Namun, hal itu juga dinilai menjadi salah satu sebab PMI Agustus meningkat. Yakni faktor fix cost dan coba-coba kembali produksi dengan melihat situasi. Pasalnya, melanjutkan berhenti produksi juga akan menjadi lebih rugi.
Sebelumnya, Akida mencatat rata-rata utilisasi pabrikan selama kuartal II/2020 telah anjlok ke bawah level 40 persen. Adapun, level tersebut mengkhawatirkan lantaran industri kimia dasar merupakan industri padat karya yang memiliki resistensi penurunan utilisasi lebih rendah.
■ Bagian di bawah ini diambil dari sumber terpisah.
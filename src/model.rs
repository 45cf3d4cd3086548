use crossbeam::utils::CachePadded;
use std::sync::atomic::AtomicUsize;


#[derive(Debug, Clone, PartialEq, Eq)]
pub struct PoolMetrics {
    pub workers: usize,
    pub idle_workers: usize,
    pub queued_tasks: usize,
    /// `usize::MAX` для очереди без ограничения
    pub queue_capacity: usize,
    pub total_submitted: usize,
    pub completed_tasks: usize,
    pub failed_tasks: usize,
    pub discarded_tasks: usize,
}

impl PoolMetrics {
    pub fn utilization(&self) -> f64 {
        if self.workers == 0 {
            return 0.0;
        }
        let busy = self.workers.saturating_sub(self.idle_workers);
        busy as f64 / self.workers as f64
    }

    /// Доля занятой ёмкости очереди, 1.0 - продюсеры `submit` уже ждут
    pub fn queue_pressure(&self) -> f64 {
        if self.queue_capacity == 0 {
            return 0.0;
        }
        self.queued_tasks as f64 / self.queue_capacity as f64
    }

    pub fn success_rate(&self) -> f64 {
        let total = self.completed_tasks + self.failed_tasks;
        if total == 0 {
            return 1.0;
        }
        self.completed_tasks as f64 / total as f64
    }
}


/// Счётчики задач, общие для пула и обёрток задач
#[derive(Default)]
pub(crate) struct TaskCounters {
    pub submitted: CachePadded<AtomicUsize>,
    pub completed: CachePadded<AtomicUsize>,
    pub failed: CachePadded<AtomicUsize>,
    pub discarded: CachePadded<AtomicUsize>,
}
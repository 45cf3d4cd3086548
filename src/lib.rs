//! Пул OS-потоков для блокирующих задач с асинхронной доставкой результатов
//!
//! # Features
//! - Ограниченная FIFO очередь с backpressure для продюсеров
//! - Изменение числа воркеров на лету
//! - Graceful и forced shutdown
//! - Паники задач изолированы и приходят в handle как ошибки
//! - Гистограмма времени простоя воркеров в лог
//!
//! ```no_run
//! use task_pool::ThreadPool;
//!
//! let pool = ThreadPool::new(4).unwrap();
//! let handle = pool.submit(|worker_id| worker_id * 2);
//! let _doubled = handle.wait().unwrap();
//! pool.stop(true);
//! ```

pub mod errors;
pub mod handle;
pub mod model;
pub mod pool;
pub mod result;
pub mod tracker;

mod queue;
mod worker;

pub use errors::{PoolError, SpawnError};
pub use handle::{join_all, JoinHandle, Task};
pub use pool::{Config, StartHook, ThreadPool};
pub use result::SpawnResult;
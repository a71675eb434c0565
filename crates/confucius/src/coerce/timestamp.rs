//! Timestamp layouts.

use std::fmt;

use chrono::{DateTime, NaiveDate, NaiveDateTime, TimeZone, Utc};

/// Layout used to parse timestamp fields.
#[derive(Debug, Clone, Default, PartialEq, Eq)]
pub enum TimeLayout {
    /// RFC 3339, e.g. `2020-01-01T12:00:00Z`.
    #[default]
    Rfc3339,
    /// A `chrono` strftime pattern, e.g. `%m-%d-%Y`.
    ///
    /// Patterns without an offset are read as UTC; date-only patterns yield
    /// midnight UTC.
    Format(String),
}

impl TimeLayout {
    /// Build a layout from a strftime pattern.
    pub fn format(pattern: impl Into<String>) -> Self {
        Self::Format(pattern.into())
    }

    /// Parse `raw` according to this layout.
    pub fn parse(&self, raw: &str) -> Result<DateTime<Utc>, chrono::ParseError> {
        let pattern = match self {
            Self::Rfc3339 => {
                return DateTime::parse_from_rfc3339(raw).map(|dt| dt.with_timezone(&Utc));
            }
            Self::Format(pattern) => pattern.as_str(),
        };

        let offset_err = match DateTime::parse_from_str(raw, pattern) {
            Ok(dt) => return Ok(dt.with_timezone(&Utc)),
            Err(e) => e,
        };
        if let Ok(naive) = NaiveDateTime::parse_from_str(raw, pattern) {
            return Ok(Utc.from_utc_datetime(&naive));
        }
        if let Some(midnight) = NaiveDate::parse_from_str(raw, pattern)
            .ok()
            .and_then(|date| date.and_hms_opt(0, 0, 0))
        {
            return Ok(Utc.from_utc_datetime(&midnight));
        }
        Err(offset_err)
    }
}

impl fmt::Display for TimeLayout {
    fn fmt(&self, f: &mut fmt::Formatter<'_>) -> fmt::Result {
        match self {
            Self::Rfc3339 => f.write_str("RFC 3339"),
            Self::Format(pattern) => write!(f, "{pattern:?}"),
        }
    }
}
//! Command implementations.

pub mod env_key;
pub mod merge;
//! Command dispatch logic.
//!
//! Responsibilities:
//! - Route parsed CLI arguments to appropriate command handlers.
//!
//! Does NOT handle:
//! - CLI structure definitions (see `args` module).

use anyhow::Result;

use crate::args::{Cli, Commands};
use crate::commands;

pub(crate) fn run_command(cli: Cli) -> Result<()> {
    match cli.command {
        Commands::Merge { sources, output } => commands::merge::run(&sources, output),
        Commands::EnvKey { paths, prefix } => commands::env_key::run(&paths, &prefix),
    }
}
//! Output formatters for CLI commands.

use anyhow::Result;
use confucius::Tree;

use crate::args::OutputFormat;

/// Render a tree, terminated by a newline.
pub fn format_tree(tree: &Tree, format: OutputFormat) -> Result<String> {
    let rendered = match format {
        OutputFormat::Json => {
            let mut out = serde_json::to_string_pretty(tree)?;
            out.push('\n');
            out
        }
        // serde_yaml already terminates the document.
        OutputFormat::Yaml => serde_yaml::to_string(tree)?,
    };
    Ok(rendered)
}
"Kami berharap agar PDB pada kuartal III/2020 tidak minus lagi, agar tidak masuk resesi. Sekarang saatnya pemerintah melakukan tindakan extraordinary dengan cara melarang impor [kimia dasar] sampai akhir tahun," ujar Anggota Dewan Penasehat Akida Oki Intan.
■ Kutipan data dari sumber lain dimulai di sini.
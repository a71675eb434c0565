//! Profile overlay file names.
//!
//! A profile layout is a template file name in which the tokens `config`,
//! `test` and `yaml` stand for the primary file's stem, the profile name and
//! the primary file's extension. The default layout `config.test.yaml` turns
//! `server.json` with profile `prod` into `server.prod.json`.

use std::path::{Path, PathBuf};

use super::error::ConfigError;
use super::source::find_file;
use crate::constants::{PROFILE_TOKEN_BASE, PROFILE_TOKEN_EXTENSION, PROFILE_TOKEN_PROFILE};

/// Build the overlay file name for `profile`.
///
/// Tokens are replaced in a single left-to-right pass, so a substituted value
/// that happens to contain another token is never replaced again.
pub fn profile_filename(layout: &str, filename: &str, profile: &str) -> String {
    let path = Path::new(filename);
    let stem = path
        .file_stem()
        .and_then(|s| s.to_str())
        .unwrap_or(filename);
    let extension = path
        .extension()
        .and_then(|s| s.to_str())
        .unwrap_or_default();

    let replacements = [
        (PROFILE_TOKEN_BASE, stem),
        (PROFILE_TOKEN_PROFILE, profile),
        (PROFILE_TOKEN_EXTENSION, extension),
    ];

    let mut out = String::with_capacity(layout.len() + profile.len());
    let mut rest = layout;
    'scan: while let Some(ch) = rest.chars().next() {
        for (token, value) in replacements {
            if let Some(tail) = rest.strip_prefix(token) {
                out.push_str(value);
                rest = tail;
                continue 'scan;
            }
        }
        out.push(ch);
        rest = &rest[ch.len_utf8()..];
    }
    out
}

/// Locate the overlay file for `profile` in `dirs`.
///
/// A missing overlay is always an error, even when the primary file is
/// optional.
pub fn find_profile_file(
    layout: &str,
    filename: &str,
    profile: &str,
    dirs: &[PathBuf],
) -> Result<PathBuf, ConfigError> {
    find_file(&profile_filename(layout, filename, profile), dirs)
}

#[cfg(test)]
mod tests {
    use super::*;
    use crate::constants::DEFAULT_PROFILE_LAYOUT;

    #[test]
    fn test_default_layout() {
        assert_eq!(
            profile_filename(DEFAULT_PROFILE_LAYOUT, "config.yaml", "test"),
            "config.test.yaml"
        );
        assert_eq!(
            profile_filename(DEFAULT_PROFILE_LAYOUT, "server.json", "prod"),
            "server.prod.json"
        );
    }

    #[test]
    fn test_custom_layout() {
        assert_eq!(
            profile_filename("config-test.yaml", "server.toml", "dev"),
            "server-dev.toml"
        );
        assert_eq!(
            profile_filename("test/config.yaml", "app.yml", "staging"),
            "staging/app.yml"
        );
    }

    #[test]
    fn test_substituted_values_are_not_rescanned() {
        assert_eq!(
            profile_filename(DEFAULT_PROFILE_LAYOUT, "config.yaml", "yaml"),
            "config.yaml.yaml"
        );
        assert_eq!(
            profile_filename(DEFAULT_PROFILE_LAYOUT, "test.yaml", "config"),
            "test.config.yaml"
        );
    }

    #[test]
    fn test_missing_profile_is_file_not_found() {
        let dir = tempfile::TempDir::new().unwrap();
        let err = find_profile_file(
            DEFAULT_PROFILE_LAYOUT,
            "config.yaml",
            "prod",
            &[dir.path().to_path_buf()],
        )
        .unwrap_err();
        match err {
            ConfigError::FileNotFound { name, .. } => assert_eq!(name, "config.prod.yaml"),
            other => panic!("expected FileNotFound, got {other}"),
        }
    }
}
Merujuk data BPS, pertumbuhan industri kimia, farmasi, dan obat tradisional berakselerasi pada kuartal II/2020 secara tahunan menjadi 8,65 persen. Adapun, angka tersebut tumbuh lebih landai sepanjang semester I/2020 atau sebesar 7,12 persen.
Oki berharap pemerintah dapat mengeluarkan kebijakan pelarangan impor produk kimia dasar selambatnya pada 20 Agustus 2020. Menurutnya, tanggal tersebut dipilih karean tepat berada di tengah-tengah kuartal III/2020.
"Saya berharap pemerintah sudah mengeluarkan kebijakan untuk melarang impor, dan impor hanya diijinkan [jika dilakukan] oleh produsen dan konsumen, bukan trader," ucapnya.
Oki menilai pelarangan impor oleh trader disebabkan oleh minimnya perlindungan pada konsumen dan nilai tambah yang diihasilkan. Seperti contoh, importir trader tidak wajib memiliki analisis mengenai dampak lingkungan (AMDAL) maupun mematuhi standar nasional indonesia (SNI).
Dalam catatan Akida, volume impor kimia dasar anorganik pada 2019 diperkirakan mencapai 38.879 metrik ton. Angka tersebut naik sekitar 19,5 persen dari realisasi 2014 sekitar 32.365 metrik ton.
Di samping itu, utilisasi industri kimia dasar anorganik menurun pada 2019 menjadi 78 persen dengan kapasitas produksi mencapai 9,7 juta ton.